| WORK ORDER |
Only the lines with "SourceUnavailable" in them need to be copied from the listing.

| MATERIAL PROVIDED |
▼

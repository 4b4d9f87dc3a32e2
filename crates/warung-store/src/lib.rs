//! # warung-store: Persistence Layer for Warung Games
//!
//! Everything that touches the outside world: the catalog data file, the
//! durable cart slot, and the WhatsApp export link.
//!
//! ## Architecture Position
//! ```text
//! ┌─────────────────────────────────────────────────────────────────────────┐
//! │                      Warung Games Data Flow                             │
//! │                                                                         │
//! │  CLI command (list / toggle / checkout)                                 │
//! │       │                                                                 │
//! │       ▼                                                                 │
//! │  ┌─────────────────────────────────────────────────────────────────┐   │
//! │  │                   warung-store (THIS CRATE)                     │   │
//! │  │                                                                 │   │
//! │  │  ┌────────────────┐  ┌──────────────┐  ┌───────────────────┐   │   │
//! │  │  │ catalog_source │  │  cart_slot   │  │     whatsapp      │   │   │
//! │  │  │  read + parse  │  │ load / save  │  │  wa.me link with  │   │   │
//! │  │  │  games.csv     │  │  cart.json   │  │  encoded message  │   │   │
//! │  │  └────────────────┘  └──────────────┘  └───────────────────┘   │   │
//! │  │                                                                 │   │
//! │  │  PersistentCart: Cart + CartSlot, write-through on mutation     │   │
//! │  └─────────────────────────────────────────────────────────────────┘   │
//! │       │                                                                 │
//! │       ▼                                                                 │
//! │  Filesystem (catalog file, cart slot)                                   │
//! └─────────────────────────────────────────────────────────────────────────┘
//! ```
//!
//! ## Module Organization
//!
//! - [`catalog_source`] - One-time catalog file retrieval
//! - [`cart_slot`] - The durable cart slot (typed load/save)
//! - [`persistent`] - Write-through cart wrapper
//! - [`whatsapp`] - Order-link construction
//! - [`error`] - Store error types

// =============================================================================
// Module Declarations
// =============================================================================

pub mod cart_slot;
pub mod catalog_source;
pub mod error;
pub mod persistent;
pub mod whatsapp;

// =============================================================================
// Re-exports
// =============================================================================

pub use cart_slot::CartSlot;
pub use catalog_source::load_catalog;
pub use error::{StoreError, StoreResult};
pub use persistent::PersistentCart;
pub use whatsapp::order_link;
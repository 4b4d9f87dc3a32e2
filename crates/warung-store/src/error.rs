//! # Store Error Types
//!
//! Error types for the persistence layer.
//!
//! ## Error Flow
//! ```text
//! ┌─────────────────────────────────────────────────────────────────────────┐
//! │                    Error Propagation                                    │
//! │                                                                         │
//! │  std::io::Error / serde_json::Error                                     │
//! │       │                                                                 │
//! │       ▼                                                                 │
//! │  StoreError (this module) ← adds the path and categorization            │
//! │       │                                                                 │
//! │       ▼                                                                 │
//! │  Boundary handling:                                                     │
//! │    SourceUnavailable → empty catalog + visible empty-state notice       │
//! │    StorageCorrupt    → empty cart, logged, never fatal                  │
//! │    StorageRead       → same handling as a corrupt slot                  │
//! │    StorageWrite      → surfaced, the mutation did not persist           │
//! └─────────────────────────────────────────────────────────────────────────┘
//! ```

use std::path::PathBuf;

use thiserror::Error;

/// Persistence-layer errors.
#[derive(Debug, Error)]
pub enum StoreError {
    /// The catalog data file could not be retrieved.
    ///
    /// ## When This Occurs
    /// - The file does not exist
    /// - Permissions deny reading it
    ///
    /// Callers show an empty catalog with an empty-state message; the load
    /// is not retried.
    #[error("catalog source unavailable at {path}: {source}")]
    SourceUnavailable {
        path: PathBuf,
        #[source]
        source: std::io::Error,
    },

    /// The cart slot exists but its content does not parse.
    ///
    /// Treated as an empty cart at startup, never as a fatal failure; the
    /// corrupt content is abandoned and overwritten on the next mutation.
    #[error("cart slot at {path} is corrupt: {source}")]
    StorageCorrupt {
        path: PathBuf,
        #[source]
        source: serde_json::Error,
    },

    /// The cart slot exists but could not be read. Startup treats this
    /// like a corrupt slot: empty cart, logged, not fatal.
    #[error("failed to read cart slot at {path}: {source}")]
    StorageRead {
        path: PathBuf,
        #[source]
        source: std::io::Error,
    },

    /// Writing the cart slot failed, so the mutation did not persist.
    #[error("failed to write cart slot at {path}: {source}")]
    StorageWrite {
        path: PathBuf,
        #[source]
        source: std::io::Error,
    },
}

/// Result type for store operations.
pub type StoreResult<T> = Result<T, StoreError>;
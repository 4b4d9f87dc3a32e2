//! # Cart Slot
//!
//! The single durable slot holding the serialized cart: one JSON file,
//! read once at startup, rewritten whole on every mutation.
//!
//! ## Contract
//! ```text
//! ┌─────────────────────────────────────────────────────────────────────────┐
//! │                       Cart Slot Lifecycle                               │
//! │                                                                         │
//! │  startup ──► load()                                                     │
//! │               ├── file absent          → empty cart (first run)         │
//! │               ├── file parses          → restored cart                  │
//! │               └── file corrupt         → StorageCorrupt                 │
//! │                   (callers log it and continue with an empty cart;      │
//! │                    the next save overwrites the corrupt content)        │
//! │                                                                         │
//! │  every toggle/remove ──► save()                                         │
//! │               └── full rewrite, synchronous, before the call returns    │
//! │                                                                         │
//! │  Single writer, last write wins. No batching, no conflict resolution.   │
//! └─────────────────────────────────────────────────────────────────────────┘
//! ```
//!
//! This replaces the widget's `localStorage` parse-with-fallback with a
//! typed load/save pair and an explicit corrupt-content error.

use std::path::{Path, PathBuf};

use tracing::debug;

use warung_core::Cart;

use crate::error::{StoreError, StoreResult};

/// A named slot for the serialized cart.
#[derive(Debug, Clone)]
pub struct CartSlot {
    path: PathBuf,
}

impl CartSlot {
    /// Creates a slot at the given path. Nothing is read or written yet.
    pub fn new(path: impl Into<PathBuf>) -> Self {
        CartSlot { path: path.into() }
    }

    /// Where the slot lives.
    pub fn path(&self) -> &Path {
        &self.path
    }

    /// Reads the persisted cart.
    ///
    /// An absent file is a first run and yields an empty cart. Content
    /// that exists but does not parse is [`StoreError::StorageCorrupt`];
    /// use [`load_or_empty`](CartSlot::load_or_empty) at startup to apply
    /// the default-to-empty policy.
    pub fn load(&self) -> StoreResult<Cart> {
        let raw = match std::fs::read_to_string(&self.path) {
            Ok(raw) => raw,
            Err(err) if err.kind() == std::io::ErrorKind::NotFound => {
                debug!(path = %self.path.display(), "no cart slot yet, starting empty");
                return Ok(Cart::new());
            }
            Err(source) => {
                return Err(StoreError::StorageRead {
                    path: self.path.clone(),
                    source,
                });
            }
        };

        serde_json::from_str(&raw).map_err(|source| StoreError::StorageCorrupt {
            path: self.path.clone(),
            source,
        })
    }

    /// Reads the persisted cart, converting any failure into an empty cart
    /// after logging it. This is the startup policy: a broken slot must
    /// never take the storefront down.
    pub fn load_or_empty(&self) -> Cart {
        match self.load() {
            Ok(cart) => cart,
            Err(err) => {
                tracing::warn!(error = %err, "cart slot unusable, starting with an empty cart");
                Cart::new()
            }
        }
    }

    /// Rewrites the slot with the full cart, synchronously.
    ///
    /// The parent directory is created on first save so a fresh profile
    /// works without setup.
    pub fn save(&self, cart: &Cart) -> StoreResult<()> {
        if let Some(parent) = self.path.parent() {
            std::fs::create_dir_all(parent).map_err(|source| StoreError::StorageWrite {
                path: self.path.clone(),
                source,
            })?;
        }

        let payload =
            serde_json::to_string(cart).expect("cart serialization is infallible for owned data");
        std::fs::write(&self.path, payload).map_err(|source| StoreError::StorageWrite {
            path: self.path.clone(),
            source,
        })?;

        debug!(path = %self.path.display(), entries = cart.len(), "cart slot saved");
        Ok(())
    }
}

// =============================================================================
// Unit Tests
// =============================================================================

#[cfg(test)]
mod tests {
    use super::*;
    use warung_core::Item;

    fn slot_in(dir: &tempfile::TempDir) -> CartSlot {
        CartSlot::new(dir.path().join("cart.json"))
    }

    #[test]
    fn test_absent_slot_loads_empty() {
        let dir = tempfile::tempdir().unwrap();
        let cart = slot_in(&dir).load().unwrap();
        assert!(cart.is_empty());
    }

    #[test]
    fn test_save_then_load_round_trip() {
        let dir = tempfile::tempdir().unwrap();
        let slot = slot_in(&dir);

        let mut cart = Cart::new();
        cart.toggle(&Item::with_discount("Hades", 6.4, 0.2));
        slot.save(&cart).unwrap();

        let restored = slot.load().unwrap();
        assert_eq!(restored.len(), 1);
        assert!(restored.contains("Hades"));
        assert_eq!(restored.entries()[0].discount, Some(0.2));
    }

    #[test]
    fn test_corrupt_slot_is_storage_corrupt() {
        let dir = tempfile::tempdir().unwrap();
        let slot = slot_in(&dir);
        std::fs::write(slot.path(), "not json at all {{{").unwrap();

        let err = slot.load().unwrap_err();
        assert!(matches!(err, StoreError::StorageCorrupt { .. }));
    }

    #[test]
    fn test_corrupt_slot_defaults_to_empty_at_startup() {
        let dir = tempfile::tempdir().unwrap();
        let slot = slot_in(&dir);
        std::fs::write(slot.path(), "][").unwrap();

        assert!(slot.load_or_empty().is_empty());
    }

    #[test]
    fn test_save_creates_parent_directory() {
        let dir = tempfile::tempdir().unwrap();
        let slot = CartSlot::new(dir.path().join("nested/deeper/cart.json"));
        slot.save(&Cart::new()).unwrap();
        assert!(slot.path().exists());
    }

    #[test]
    fn test_legacy_widget_slot_still_loads() {
        // The browser widget stored a bare array of {name, size} objects.
        let dir = tempfile::tempdir().unwrap();
        let slot = slot_in(&dir);
        std::fs::write(slot.path(), r#"[{"name":"Celeste","size":0.5}]"#).unwrap();

        let cart = slot.load().unwrap();
        assert!(cart.contains("Celeste"));
    }
}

▲

| FINISHED EXERCISE |
//! │    SourceUnavailable → empty catalog + visible empty-state notice       │
    SourceUnavailable {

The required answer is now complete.